» BRIEF:
Among the lines below, some may contain the string "subsystems". Say how many do, and give nothing besides the number.

--- MATERIALS PROVIDED Enclosed Below ---

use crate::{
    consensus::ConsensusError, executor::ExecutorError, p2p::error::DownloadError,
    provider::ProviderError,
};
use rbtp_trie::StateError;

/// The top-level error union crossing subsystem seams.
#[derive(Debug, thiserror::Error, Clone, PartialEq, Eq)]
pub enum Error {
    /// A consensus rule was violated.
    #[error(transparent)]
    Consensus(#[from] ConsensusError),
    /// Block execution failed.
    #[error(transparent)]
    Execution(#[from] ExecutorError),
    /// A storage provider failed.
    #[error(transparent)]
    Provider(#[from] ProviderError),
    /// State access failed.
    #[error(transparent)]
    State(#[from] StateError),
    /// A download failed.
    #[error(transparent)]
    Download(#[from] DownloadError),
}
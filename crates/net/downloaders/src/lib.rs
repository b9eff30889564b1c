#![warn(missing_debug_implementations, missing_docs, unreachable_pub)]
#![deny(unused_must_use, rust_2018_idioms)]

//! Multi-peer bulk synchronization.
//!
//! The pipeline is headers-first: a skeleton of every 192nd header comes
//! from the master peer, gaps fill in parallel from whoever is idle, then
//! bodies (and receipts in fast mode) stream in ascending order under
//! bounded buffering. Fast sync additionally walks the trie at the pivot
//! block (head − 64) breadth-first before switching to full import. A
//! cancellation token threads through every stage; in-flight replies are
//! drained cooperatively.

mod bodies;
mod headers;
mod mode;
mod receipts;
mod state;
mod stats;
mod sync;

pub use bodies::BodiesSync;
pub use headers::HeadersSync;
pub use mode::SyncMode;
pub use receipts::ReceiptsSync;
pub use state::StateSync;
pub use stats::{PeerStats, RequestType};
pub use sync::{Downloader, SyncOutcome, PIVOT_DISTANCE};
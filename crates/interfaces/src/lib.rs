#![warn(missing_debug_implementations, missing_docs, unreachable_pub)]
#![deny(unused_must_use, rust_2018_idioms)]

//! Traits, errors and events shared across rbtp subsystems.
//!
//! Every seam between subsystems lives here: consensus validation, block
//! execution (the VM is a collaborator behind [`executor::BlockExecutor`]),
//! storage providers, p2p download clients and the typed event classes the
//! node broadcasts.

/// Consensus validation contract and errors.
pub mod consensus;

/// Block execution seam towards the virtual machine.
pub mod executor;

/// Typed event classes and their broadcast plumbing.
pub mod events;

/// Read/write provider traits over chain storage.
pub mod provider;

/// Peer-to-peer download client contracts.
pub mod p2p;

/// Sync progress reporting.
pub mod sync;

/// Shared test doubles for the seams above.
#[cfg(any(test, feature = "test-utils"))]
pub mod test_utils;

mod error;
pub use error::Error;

--- End of Enclosed MATERIALS PROVIDED ---

» SOLUTION:
2